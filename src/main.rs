//! hl-hostmon setup CLI — provisions the ThinkLab host monitor agent.

#![cfg_attr(test, allow(clippy::expect_used))]

use clap::Parser;

use hostmon_cli::cli::Cli;

#[tokio::main]
async fn main() {
    let cli = Cli::parse();
    if let Err(e) = cli.run().await {
        eprintln!("Error: {e}");
        std::process::exit(1);
    }
}
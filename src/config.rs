//! Declarative agent configuration (`/etc/hl-hostmon/config.yaml`).

use std::path::{Path, PathBuf};

use anyhow::{Context, Result};
use serde::{Deserialize, Serialize};

/// Fixed serial baud rate; the monitor firmware speaks 115200 only.
pub const BAUD: u32 = 115_200;

/// Agent log verbosity.
#[derive(Debug, Clone, Copy, PartialEq, Eq, Serialize, Deserialize)]
#[serde(rename_all = "lowercase")]
pub enum LogLevel {
    Info,
    Debug,
}

/// The on-disk configuration consumed by the agent.
///
/// `log_level` and `trace_payloads` are always set as a pair (debug/true or
/// info/false). [`AgentConfig::new`] is the only constructor, so the pairing
/// holds by construction.
#[derive(Debug, Clone, PartialEq, Serialize, Deserialize)]
pub struct AgentConfig {
    pub serial_device: PathBuf,
    pub baud: u32,
    pub log_level: LogLevel,
    pub trace_payloads: bool,
}

impl AgentConfig {
    #[must_use]
    pub fn new(serial_device: PathBuf, trace: bool) -> Self {
        Self {
            serial_device,
            baud: BAUD,
            log_level: if trace { LogLevel::Debug } else { LogLevel::Info },
            trace_payloads: trace,
        }
    }

    /// Write the config atomically (temp file + rename).
    ///
    /// # Errors
    ///
    /// Returns an error if the parent directory cannot be created or the
    /// file cannot be written.
    pub fn write(&self, path: &Path) -> Result<()> {
        if let Some(parent) = path.parent() {
            std::fs::create_dir_all(parent)
                .with_context(|| format!("creating directory {}", parent.display()))?;
        }
        let content = serde_yaml::to_string(self).context("serializing config")?;
        let temp_path = path.with_extension("yaml.tmp");
        std::fs::write(&temp_path, &content)
            .with_context(|| format!("writing temp file {}", temp_path.display()))?;
        std::fs::rename(&temp_path, path)
            .with_context(|| format!("finalizing config file {}", path.display()))?;
        Ok(())
    }

    /// Load a previously written config.
    ///
    /// # Errors
    ///
    /// Returns an error if the file is missing or does not parse.
    pub fn load(path: &Path) -> Result<Self> {
        let content = std::fs::read_to_string(path)
            .with_context(|| format!("reading config file {}", path.display()))?;
        serde_yaml::from_str(&content)
            .with_context(|| format!("parsing config file {}", path.display()))
    }
}
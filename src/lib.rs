//! hl-hostmon setup CLI library — exposes modules for integration testing.

#![cfg_attr(test, allow(clippy::expect_used))]

pub mod cli;
pub mod command_runner;
pub mod commands;
pub mod config;
pub mod device;
pub mod error;
pub mod layout;
pub mod output;
pub mod pkg;
pub mod privilege;
pub mod systemd;
pub mod venv;
//! Output styles using owo-colors stylesheet pattern

use owo_colors::Style;

/// Centralized stylesheet for CLI output colors.
#[derive(Default, Clone)]
pub struct Styles {
    /// Success messages (green)
    pub success: Style,
    /// Warning messages (yellow)
    pub warning: Style,
    /// Error messages (red)
    pub error: Style,
    /// Info messages (blue)
    pub info: Style,
    /// Dimmed/secondary text
    pub dim: Style,
}

impl Styles {
    /// Apply colors to the stylesheet.
    pub fn colorize(&mut self) {
        self.success = Style::new().green();
        self.warning = Style::new().yellow();
        self.error = Style::new().red();
        self.info = Style::new().blue();
        self.dim = Style::new().dimmed();
    }
}
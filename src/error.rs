//! Typed fatal errors for the setup CLI.
//!
//! Every variant is a non-recoverable precondition failure. None are retried
//! internally; the documented recovery is operator action (attach or detach
//! hardware, pass `--serial`, rerun).

use std::path::PathBuf;

use thiserror::Error;

/// Fatal setup preconditions.
#[derive(Debug, Error)]
pub enum SetupError {
    #[error("this command must be run as root (try: sudo hostmon install)")]
    NotRoot,

    #[error("systemd is required but systemctl did not respond")]
    SystemdMissing,

    #[error("serial override path does not exist: {0}")]
    OverridePathNotFound(PathBuf),

    #[error(
        "multiple serial candidates found; pass --serial <path> to pick one:\n{}",
        candidate_list(.0)
    )]
    AmbiguousDevice(Vec<PathBuf>),

    #[error("no serial device found; attach the monitor or pass --serial <path>")]
    NoDeviceFound,
}

fn candidate_list(paths: &[PathBuf]) -> String {
    paths
        .iter()
        .map(|p| format!("  {}", p.display()))
        .collect::<Vec<_>>()
        .join("\n")
}
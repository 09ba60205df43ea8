//! Unit tests for the hostmon setup CLI
//!
//! These tests use fake collaborators and temp-directory layouts; they run
//! fast and never touch the real package manager, systemd, or /dev.

mod resolver_tests;
mod uninstall_tests;
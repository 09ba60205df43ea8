//! Effective-uid check for commands that mutate host state.

use anyhow::Result;

use crate::error::SetupError;

/// Require that the process runs with effective uid 0.
///
/// # Errors
///
/// Returns [`SetupError::NotRoot`] when not running as root.
pub fn require_root() -> Result<()> {
    if !is_root() {
        return Err(SetupError::NotRoot.into());
    }
    Ok(())
}

/// True when the effective uid is 0.
#[must_use]
#[allow(unsafe_code)] // geteuid has no failure modes and touches no memory
pub fn is_root() -> bool {
    unsafe { libc::geteuid() == 0 }
}
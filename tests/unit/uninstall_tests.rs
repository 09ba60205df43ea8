//! Unit tests for the uninstaller's preserve/remove asymmetry.

#![allow(clippy::expect_used)]

use hostmon_cli::commands::{install, uninstall};
use hostmon_cli::layout::HostLayout;

use crate::helpers::{DeviceTree, FakePkg, FakeSystemd, FakeVenv, install_args, quiet_ctx};

fn host_root() -> (tempfile::TempDir, HostLayout) {
    let root = tempfile::tempdir().expect("tempdir");
    let layout = HostLayout::with_root(root.path());
    (root, layout)
}

async fn install_fixture(layout: &HostLayout, tree: &DeviceTree) {
    install::run(
        &install_args(false, false, None),
        layout,
        &tree.scanner(),
        &FakePkg::new(),
        &FakeVenv::new(),
        &FakeSystemd::new(),
        &quiet_ctx(),
    )
    .await
    .expect("install fixture");
}

#[tokio::test]
async fn uninstall_removes_program_state_but_preserves_config() {
    let (_root, layout) = host_root();
    let tree = DeviceTree::new();
    tree.add_alias("usb-Espressif_unit_7C-if00");
    install_fixture(&layout, &tree).await;
    let config_before = std::fs::read_to_string(layout.config_path()).expect("config");

    let svc = FakeSystemd::new();
    uninstall::run(&layout, &svc, &quiet_ctx())
        .await
        .expect("uninstall");

    assert!(!layout.program_dir.exists());
    assert!(!layout.unit_path().exists());
    assert_eq!(svc.disables.get(), 1);

    let config_after = std::fs::read_to_string(layout.config_path()).expect("config survives");
    assert_eq!(config_after, config_before);
}

#[tokio::test]
async fn uninstall_on_a_clean_host_succeeds() {
    let (_root, layout) = host_root();
    let svc = FakeSystemd::new();

    uninstall::run(&layout, &svc, &quiet_ctx())
        .await
        .expect("uninstall");

    // Deregistration is still attempted; everything else was absent.
    assert_eq!(svc.disables.get(), 1);
}

#[tokio::test]
async fn reinstall_after_uninstall_reuses_the_preserved_config() {
    let (_root, layout) = host_root();
    let tree = DeviceTree::new();
    tree.add_alias("usb-Espressif_unit_7C-if00");
    install_fixture(&layout, &tree).await;
    let config_first = std::fs::read_to_string(layout.config_path()).expect("config");

    uninstall::run(&layout, &FakeSystemd::new(), &quiet_ctx())
        .await
        .expect("uninstall");
    install_fixture(&layout, &tree).await;

    let config_second = std::fs::read_to_string(layout.config_path()).expect("config");
    assert_eq!(config_second, config_first);
}
//! Progress indicators using indicatif

#![allow(clippy::expect_used)] // Templates are compile-time constants

use std::time::Duration;

use indicatif::{ProgressBar, ProgressStyle};

/// Create a spinner for indeterminate progress.
///
/// # Panics
///
/// Panics if the spinner template string is invalid (it is a compile-time
/// constant and will not panic).
#[must_use]
pub fn spinner(msg: &str) -> ProgressBar {
    let pb = ProgressBar::new_spinner();
    pb.set_style(
        ProgressStyle::default_spinner()
            .tick_strings(&["⠋", "⠙", "⠹", "⠸", "⠼", "⠴", "⠦", "⠧", "⠇", "⠏"])
            .template("{spinner:.cyan} {msg}")
            .expect("valid template"),
    );
    pb.set_message(msg.to_string());
    pb.enable_steady_tick(Duration::from_millis(80));
    pb
}

/// Finish a spinner with a checkmark on the left.
pub fn finish_ok(pb: &ProgressBar, msg: &str) {
    pb.set_style(
        ProgressStyle::default_spinner()
            .template("{prefix} {msg}")
            .expect("valid template"),
    );
    pb.set_prefix("✓");
    pb.finish_with_message(msg.to_string());
}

- Work item -
Your answer must be a copy of every line in the data above that holds the string "else".

- Solution to this exercise -
            log_level: if trace { LogLevel::Debug } else { LogLevel::Info },
    // Deregistration is still attempted; everything else was absent.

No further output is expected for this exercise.